See REFERENCE.md section "Time Series Methods" for details.

Pattern 4: Predictive Modeling

Objective: Build models to predict outcomes

Steps:

  1. Feature engineering
  2. Train/test split
  3. Model selection
  4. Training and validation
  5. Performance evaluation

See REFERENCE.md section "Machine Learning" for model details.

Data Type Handling

Numerical Data:

  • Summary statistics
  • Distribution analysis
  • Correlation analysis
  • Regression modeling

Categorical Data:

  • Frequency tables
  • Cross-tabulations
  • Chi-square tests
  • Category encoding

Time Series Data:

  • Trend decomposition
  • Seasonality detection
  • Autocorrelation
  • Forecasting

Text Data:

  • Frequency analysis
  • Sentiment analysis
  • Topic modeling
  • See REFERENCE.md section "Text Analytics"
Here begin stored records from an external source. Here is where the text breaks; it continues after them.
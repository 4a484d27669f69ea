//! Logging infrastructure.
//!
//! Structured `tracing` output to stderr, so command output on stdout stays
//! clean, plus an optional plain-text log file written through a
//! non-blocking appender. Verbosity follows `RUST_LOG` and defaults to
//! `info`.

use std::fs;
use std::io;
use std::path::Path;

use tracing_appender::non_blocking::WorkerGuard;
use tracing_subscriber::layer::SubscriberExt;
use tracing_subscriber::util::SubscriberInitExt;
use tracing_subscriber::EnvFilter;

/// Default filter when `RUST_LOG` is not set.
pub const DEFAULT_FILTER: &str = "info";

/// Guard that must be kept alive for the duration of logging.
///
/// Dropping this guard flushes and closes the log file writer.
#[derive(Debug)]
pub struct LoggingGuard {
    file_guard: Option<WorkerGuard>,
}

impl LoggingGuard {
    /// Whether a log file is being written.
    pub fn has_file(&self) -> bool {
        self.file_guard.is_some()
    }
}

/// Initialize logging.
///
/// With `log_file`, its parent directory is created and the previous log is
/// cleared before the file layer is installed. If a global subscriber is
/// already installed (as in tests), the existing one is kept.
///
/// # Errors
///
/// Returns an error if the log directory cannot be created or the log file
/// cannot be cleared.
pub fn init_logging(log_file: Option<&Path>) -> Result<LoggingGuard, io::Error> {
    let (file_layer, file_guard) = match log_file {
        Some(path) => {
            let dir = path
                .parent()
                .filter(|p| !p.as_os_str().is_empty())
                .unwrap_or_else(|| Path::new("."));
            let file_name = path.file_name().ok_or_else(|| {
                io::Error::new(
                    io::ErrorKind::InvalidInput,
                    format!("log path {} has no file name", path.display()),
                )
            })?;
            fs::create_dir_all(dir)?;
            fs::write(path, "")?;

            let appender = tracing_appender::rolling::never(dir, file_name);
            let (writer, guard) = tracing_appender::non_blocking(appender);
            let layer = tracing_subscriber::fmt::layer()
                .with_writer(writer)
                .with_ansi(false);
            (Some(layer), Some(guard))
        }
        None => (None, None),
    };

    let stderr_layer = tracing_subscriber::fmt::layer()
        .with_writer(io::stderr)
        .with_target(false);

    let env_filter =
        EnvFilter::try_from_default_env().unwrap_or_else(|_| EnvFilter::new(DEFAULT_FILTER));

    let installed = tracing_subscriber::registry()
        .with(env_filter)
        .with(file_layer)
        .with(stderr_layer)
        .try_init();
    if installed.is_err() {
        tracing::debug!("Global subscriber already installed, keeping it");
    }

    Ok(LoggingGuard { file_guard })
}
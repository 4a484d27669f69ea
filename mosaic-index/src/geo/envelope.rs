//! Axis-aligned envelopes in map units.

use std::fmt;

/// Axis-aligned bounding rectangle expressed in the units of its CRS.
///
/// Constructors normalize the corners so that `min_* <= max_*` always holds.
///
/// # Example
///
/// ```
/// use mosaic_index::geo::Envelope;
///
/// let mut total = Envelope::new(0.0, 0.0, 1.0, 1.0);
/// total.include(&Envelope::new(1.0, 0.0, 2.0, 1.0));
///
/// assert_eq!(total, Envelope::new(0.0, 0.0, 2.0, 1.0));
/// assert_eq!(total.width(), 2.0);
/// ```
#[derive(Debug, Clone, Copy, PartialEq)]
pub struct Envelope {
    /// Western edge.
    pub min_x: f64,
    /// Southern edge.
    pub min_y: f64,
    /// Eastern edge.
    pub max_x: f64,
    /// Northern edge.
    pub max_y: f64,
}

impl Envelope {
    /// Create an envelope from two opposite corners.
    pub fn new(min_x: f64, min_y: f64, max_x: f64, max_y: f64) -> Self {
        Self {
            min_x: min_x.min(max_x),
            min_y: min_y.min(max_y),
            max_x: min_x.max(max_x),
            max_y: min_y.max(max_y),
        }
    }

    /// Extent along the x axis.
    pub fn width(&self) -> f64 {
        self.max_x - self.min_x
    }

    /// Extent along the y axis.
    pub fn height(&self) -> f64 {
        self.max_y - self.min_y
    }

    /// Grow this envelope so that it also covers `other`.
    pub fn include(&mut self, other: &Envelope) {
        self.min_x = self.min_x.min(other.min_x);
        self.min_y = self.min_y.min(other.min_y);
        self.max_x = self.max_x.max(other.max_x);
        self.max_y = self.max_y.max(other.max_y);
    }

    /// Smallest envelope covering both `self` and `other`.
    pub fn union(&self, other: &Envelope) -> Envelope {
        let mut merged = *self;
        merged.include(other);
        merged
    }

    /// Whether `other` lies entirely inside this envelope (edges included).
    pub fn contains(&self, other: &Envelope) -> bool {
        self.min_x <= other.min_x
            && self.min_y <= other.min_y
            && self.max_x >= other.max_x
            && self.max_y >= other.max_y
    }

    /// Whether every coordinate is finite.
    pub fn is_finite(&self) -> bool {
        self.min_x.is_finite()
            && self.min_y.is_finite()
            && self.max_x.is_finite()
            && self.max_y.is_finite()
    }

    /// Closed outer ring of the rectangle, clockwise from the south-west corner.
    ///
    /// Shapefile polygons treat clockwise rings as outer boundaries.
    pub fn ring(&self) -> [(f64, f64); 5] {
        [
            (self.min_x, self.min_y),
            (self.min_x, self.max_y),
            (self.max_x, self.max_y),
            (self.max_x, self.min_y),
            (self.min_x, self.min_y),
        ]
    }
}

impl fmt::Display for Envelope {
    fn fmt(&self, f: &mut fmt::Formatter<'_>) -> fmt::Result {
        write!(
            f,
            "({}, {}, {}, {})",
            self.min_x, self.min_y, self.max_x, self.max_y
        )
    }
}
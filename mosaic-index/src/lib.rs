//! Mosaic Index - footprint index maintenance for raster mosaics
//!
//! A raster mosaic is a directory of georeferenced image tiles (granules)
//! presented to readers as one coverage. Readers locate granules through two
//! artifacts kept next to them:
//!
//! - a footprint dataset `<name>.shp` (plus `.shx`, `.dbf`, `.prj`, `.cpg`)
//!   with one rectangle per granule, its file name and optionally its time
//! - a descriptor `<name>.properties` with the mosaic's native resolution
//!   and attribute names
//!
//! [`index::MosaicIndex::rebuild`] regenerates both from the granules of any
//! [`mosaic::Mosaic`].
//!
//! # Example
//!
//! ```no_run
//! use mosaic_index::config::IndexConfig;
//! use mosaic_index::geo::{Crs, Envelope};
//! use mosaic_index::granule::{Granule, PixelSize};
//! use mosaic_index::index::MosaicIndex;
//! use mosaic_index::mosaic::InMemoryMosaic;
//!
//! let mosaic = InMemoryMosaic::new("ortho", "/data/ortho").with_granule(
//!     Granule::new("/data/ortho/tile_0_0.tif")
//!         .with_envelope(Envelope::new(0.0, 0.0, 1.0, 1.0))
//!         .with_crs(Crs::epsg(4326))
//!         .with_pixel_size(PixelSize::new(256, 256)),
//! );
//!
//! MosaicIndex::new(&mosaic, IndexConfig::default()).rebuild()?;
//! # Ok::<(), mosaic_index::index::RebuildError>(())
//! ```

pub mod config;
pub mod geo;
pub mod granule;
pub mod index;
pub mod logging;
pub mod mosaic;
pub mod shapefile;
Common Issues and Solutions

Issue: Missing Values

  • Strategy 1: Remove rows (if <5% missing)
  • Strategy 2: Impute with mean/median/mode
  • Strategy 3: Use advanced imputation (KNN, MICE)
  • See REFERENCE.md section "Missing Data Handling"

Issue: Outliers

  • Detection: IQR method, Z-score, isolation forest
  • Action: Remove, cap, or transform
  • Context: Business rules may define valid outliers

Issue: Imbalanced Data

  • Resampling techniques
  • Class weights
  • Synthetic data generation (SMOTE)

Issue: High Dimensionality

  • Feature selection
  • PCA or t-SNE
  • Domain knowledge filtering

Output Formats

The skill can generate reports in multiple formats:

Executive Summary:

  • Key findings (3-5 bullets)
  • Critical metrics
  • Recommendations
  • See FORMS.md template "Executive Summary"

Technical Report:

  • Methodology
  • Detailed results
  • Statistical tests
  • Visualizations
  • See FORMS.md template "Technical Report"

Dashboard Format:

  • Interactive visualizations
  • Key metrics at a glance
  • Drill-down capability

Generate specific format:

python scripts/analyze.py data.csv --format executive
python scripts/analyze.py data.csv --format technical
python scripts/analyze.py data.csv --format dashboard

Validation Checklist

Before finalizing analysis:

  • [ ] Data quality verified
  • [ ] Appropriate methods selected
  • [ ] Assumptions validated
  • [ ] Results interpreted correctly
  • [ ] Visualizations clear and labeled
  • [ ] Report matches requested format
  • [ ] Recommendations actionable

Analysis Scope

Quick Analysis (5-10 min):

  • Basic statistics
  • Simple visualizations
  • Key findings only

Standard Analysis (20-40 min):

  • Comprehensive statistics
  • Multiple visualizations
  • Correlation analysis
  • Formatted report

Deep Analysis (1-2 hours):

  • Advanced modeling
  • Hypothesis testing
  • Multiple methodologies
  • Executive + technical reports

Ask user for preferred scope if unclear.

Example Analysis

Input: sales_data.csv with columns: date, product, region, quantity, revenue

Output:

Key Findings

  1. Revenue increased 23% year-over-year
  2. Product A accounts for 45% of total revenue
  3. Western region shows strongest growth (31%)
  4. Seasonal peak in Q4 (38% of annual sales)

Statistical Summary

  • Mean daily revenue: $12,450
  • Median daily revenue: $11,200
  • Standard deviation: $3,890
  • 95% of days: $5,000 - $20,000

Visualizations Generated

  • Revenue trend line (2023-2024)
  • Product revenue pie chart
  • Regional comparison bar chart
  • Seasonal pattern heatmap

Recommendations

  1. Increase inventory for Product A in Q4
  2. Investigate Western region success factors
  3. Plan marketing campaigns for Q2-Q3 (slower periods)

Advanced Features

For complex scenarios, this skill integrates with:

REFERENCE.md sections:

  • Statistical Methods Library
  • Machine Learning Algorithms
  • Time Series Techniques
  • Text Analytics Methods

FORMS.md templates:

  • Executive Summary Template
  • Technical Report Template
  • Dashboard Layout Template

Scripts:

  • scripts/analyze.py - Main analysis engine
  • scripts/visualize.py - Visualization generator
  • scripts/report.py - Report formatter

Getting Started

Simple analysis:

python scripts/analyze.py your_data.csv

With options:

python scripts/analyze.py your_data.csv \
  --explore \
  --visualize \
  --report executive \
  --output-dir ./results

Help:

python scripts/analyze.py --help

For detailed methodology and advanced techniques, see REFERENCE.md. For report templates and output examples, see FORMS.md.